[[ The data open ]]

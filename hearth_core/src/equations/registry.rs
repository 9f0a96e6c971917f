//! # Equation Registry
//!
//! Central registry of every formula the engine applies, with metadata for
//! the report appendix and the generated `EQUATIONS.md`.
//!
//! ## Usage
//!
//! ```rust
//! use hearth_core::equations::registry::{Equation, EquationTracker};
//!
//! let mut tracker = EquationTracker::new();
//! tracker.record(Equation::LayerResistance, "Wall");
//! tracker.record(Equation::LayerResistance, "Wall, second layer");
//! assert_eq!(tracker.unique_equations(), vec![Equation::LayerResistance]);
//!
//! let meta = Equation::PeakPower.metadata();
//! assert_eq!(meta.formula_plain, "P_peak = 2 * P_avg");
//! ```

use std::collections::HashSet;

use serde::{Deserialize, Serialize};

// ============================================================================
// References
// ============================================================================

/// Source a formula is taken from
#[derive(Debug, Clone, PartialEq, Eq, Hash)]
pub enum Reference {
    /// EN ISO 6946 - thermal resistance of building components
    Iso6946 { section: &'static str },
    /// СП 50.13330 - thermal protection of buildings
    Sp50 { section: &'static str },
    /// Energy conservation, no specific standard
    EnergyBalance,
    /// Sizing rule of the furnace selector
    SelectionRule,
}

impl Reference {
    /// Format the reference for display in reports
    pub fn citation(&self) -> String {
        match self {
            Reference::Iso6946 { section } => format!("EN ISO 6946, {}", section),
            Reference::Sp50 { section } => format!("SP 50.13330, {}", section),
            Reference::EnergyBalance => "Energy balance".to_string(),
            Reference::SelectionRule => "Furnace selection rule".to_string(),
        }
    }
}

// ============================================================================
// Categories
// ============================================================================

/// Groups for ordering the appendix
#[derive(Debug, Clone, Copy, PartialEq, Eq, Hash, Serialize, Deserialize)]
pub enum EquationCategory {
    /// Wall and element resistance
    Resistance,
    /// Room heat loss
    HeatLoss,
    /// Fuel charge and burn curve
    Combustion,
    /// Model choice, cascade and refuelling
    Selection,
}

impl EquationCategory {
    pub const ALL: [EquationCategory; 4] = [
        EquationCategory::Resistance,
        EquationCategory::HeatLoss,
        EquationCategory::Combustion,
        EquationCategory::Selection,
    ];

    pub fn display_name(&self) -> &'static str {
        match self {
            EquationCategory::Resistance => "Thermal Resistance",
            EquationCategory::HeatLoss => "Heat Loss",
            EquationCategory::Combustion => "Combustion",
            EquationCategory::Selection => "Furnace Selection",
        }
    }
}

// ============================================================================
// Metadata
// ============================================================================

/// Definition of a variable used in an equation.
#[derive(Debug, Clone)]
pub struct Variable {
    pub symbol: &'static str,
    pub description: &'static str,
    pub units: &'static str,
}

impl Variable {
    pub const fn new(symbol: &'static str, description: &'static str, units: &'static str) -> Self {
        Self { symbol, description, units }
    }
}

/// Everything needed to document a formula
#[derive(Debug, Clone)]
pub struct EquationMetadata {
    pub name: &'static str,
    pub description: &'static str,
    /// Formula in plain text
    pub formula_plain: &'static str,
    pub reference: Reference,
    pub variables: Vec<Variable>,
    pub assumptions: Vec<&'static str>,
    pub category: EquationCategory,
    /// Source module where the equation implementation lives
    pub source_module: &'static str,
    /// Function implementing the equation
    pub source_function: &'static str,
}

// ============================================================================
// Equation Enum
// ============================================================================

/// All formulas used by the engine
#[derive(Debug, Clone, Copy, PartialEq, Eq, Hash, Serialize, Deserialize)]
pub enum Equation {
    /// R = d/λ
    LayerResistance,
    /// R_T = R_si + ΣR + R_se
    TotalResistance,
    /// P = 4√A
    SquarePerimeter,
    /// Q = AΔt/R
    ConductiveLoss,
    /// Q_total = ΣQ / 1000
    TotalHeatLoss,
    /// P_req = 1.2 Q_total
    DesignLoad,
    /// m = Vφρ
    FuelMass,
    /// E = mq
    FuelEnergy,
    /// E_use = E/3.6 η
    UsableEnergy,
    /// P_avg = E_use/T
    AveragePower,
    /// P_peak = 2 P_avg
    PeakPower,
    /// P(t) = P_peak (1 - t/T)
    LinearDecay,
    /// Most powerful qualifying model
    ModelSelection,
    /// n = ceil(P_req / P_avg,max)
    CascadeCount,
    /// Last grid time with P(t) >= P_req
    RefuelInterval,
}

/// Every registered equation, in appendix order
pub const ALL_EQUATIONS: [Equation; 15] = [
    Equation::LayerResistance,
    Equation::TotalResistance,
    Equation::SquarePerimeter,
    Equation::ConductiveLoss,
    Equation::TotalHeatLoss,
    Equation::DesignLoad,
    Equation::FuelMass,
    Equation::FuelEnergy,
    Equation::UsableEnergy,
    Equation::AveragePower,
    Equation::PeakPower,
    Equation::LinearDecay,
    Equation::ModelSelection,
    Equation::CascadeCount,
    Equation::RefuelInterval,
];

[[ The data closed ]]

-- Assignment --
Write out the data again, exactly and in full.

-- Your response --
filename hearth_core/src/equations/registry.rs
repository 9f0a96e6c971917f
//! # Equation Registry
//!
//! Central registry of every formula the engine applies, with metadata for
//! the report appendix and the generated `EQUATIONS.md`.
//!
//! ## Usage
//!
//! ```rust
//! use hearth_core::equations::registry::{Equation, EquationTracker};
//!
//! let mut tracker = EquationTracker::new();
//! tracker.record(Equation::LayerResistance, "Wall");
//! tracker.record(Equation::LayerResistance, "Wall, second layer");
//! assert_eq!(tracker.unique_equations(), vec![Equation::LayerResistance]);
//!
//! let meta = Equation::PeakPower.metadata();
//! assert_eq!(meta.formula_plain, "P_peak = 2 * P_avg");
//! ```

use std::collections::HashSet;

use serde::{Deserialize, Serialize};

// ============================================================================
// References
// ============================================================================

/// Source a formula is taken from
#[derive(Debug, Clone, PartialEq, Eq, Hash)]
pub enum Reference {
    /// EN ISO 6946 - thermal resistance of building components
    Iso6946 { section: &'static str },
    /// СП 50.13330 - thermal protection of buildings
    Sp50 { section: &'static str },
    /// Energy conservation, no specific standard
    EnergyBalance,
    /// Sizing rule of the furnace selector
    SelectionRule,
}

impl Reference {
    /// Format the reference for display in reports
    pub fn citation(&self) -> String {
        match self {
            Reference::Iso6946 { section } => format!("EN ISO 6946, {}", section),
            Reference::Sp50 { section } => format!("SP 50.13330, {}", section),
            Reference::EnergyBalance => "Energy balance".to_string(),
            Reference::SelectionRule => "Furnace selection rule".to_string(),
        }
    }
}

// ============================================================================
// Categories
// ============================================================================

/// Groups for ordering the appendix
#[derive(Debug, Clone, Copy, PartialEq, Eq, Hash, Serialize, Deserialize)]
pub enum EquationCategory {
    /// Wall and element resistance
    Resistance,
    /// Room heat loss
    HeatLoss,
    /// Fuel charge and burn curve
    Combustion,
    /// Model choice, cascade and refuelling
    Selection,
}

impl EquationCategory {
    pub const ALL: [EquationCategory; 4] = [
        EquationCategory::Resistance,
        EquationCategory::HeatLoss,
        EquationCategory::Combustion,
        EquationCategory::Selection,
    ];

    pub fn display_name(&self) -> &'static str {
        match self {
            EquationCategory::Resistance => "Thermal Resistance",
            EquationCategory::HeatLoss => "Heat Loss",
            EquationCategory::Combustion => "Combustion",
            EquationCategory::Selection => "Furnace Selection",
        }
    }
}

// ============================================================================
// Metadata
// ============================================================================

/// Definition of a variable used in an equation.
#[derive(Debug, Clone)]
pub struct Variable {
    pub symbol: &'static str,
    pub description: &'static str,
    pub units: &'static str,
}

impl Variable {
    pub const fn new(symbol: &'static str, description: &'static str, units: &'static str) -> Self {
        Self { symbol, description, units }
    }
}

/// Everything needed to document a formula
#[derive(Debug, Clone)]
pub struct EquationMetadata {
    pub name: &'static str,
    pub description: &'static str,
    /// Formula in plain text
    pub formula_plain: &'static str,
    pub reference: Reference,
    pub variables: Vec<Variable>,
    pub assumptions: Vec<&'static str>,
    pub category: EquationCategory,
    /// Source module where the equation implementation lives
    pub source_module: &'static str,
    /// Function implementing the equation
    pub source_function: &'static str,
}

// ============================================================================
// Equation Enum
// ============================================================================

/// All formulas used by the engine
#[derive(Debug, Clone, Copy, PartialEq, Eq, Hash, Serialize, Deserialize)]
pub enum Equation {
    /// R = d/λ
    LayerResistance,
    /// R_T = R_si + ΣR + R_se
    TotalResistance,
    /// P = 4√A
    SquarePerimeter,
    /// Q = AΔt/R
    ConductiveLoss,
    /// Q_total = ΣQ / 1000
    TotalHeatLoss,
    /// P_req = 1.2 Q_total
    DesignLoad,
    /// m = Vφρ
    FuelMass,
    /// E = mq
    FuelEnergy,
    /// E_use = E/3.6 η
    UsableEnergy,
    /// P_avg = E_use/T
    AveragePower,
    /// P_peak = 2 P_avg
    PeakPower,
    /// P(t) = P_peak (1 - t/T)
    LinearDecay,
    /// Most powerful qualifying model
    ModelSelection,
    /// n = ceil(P_req / P_avg,max)
    CascadeCount,
    /// Last grid time with P(t) >= P_req
    RefuelInterval,
}

/// Every registered equation, in appendix order
pub const ALL_EQUATIONS: [Equation; 15] = [
    Equation::LayerResistance,
    Equation::TotalResistance,
    Equation::SquarePerimeter,
    Equation::ConductiveLoss,
    Equation::TotalHeatLoss,
    Equation::DesignLoad,
    Equation::FuelMass,
    Equation::FuelEnergy,
    Equation::UsableEnergy,
    Equation::AveragePower,
    Equation::PeakPower,
    Equation::LinearDecay,
    Equation::ModelSelection,
    Equation::CascadeCount,
    Equation::RefuelInterval,
];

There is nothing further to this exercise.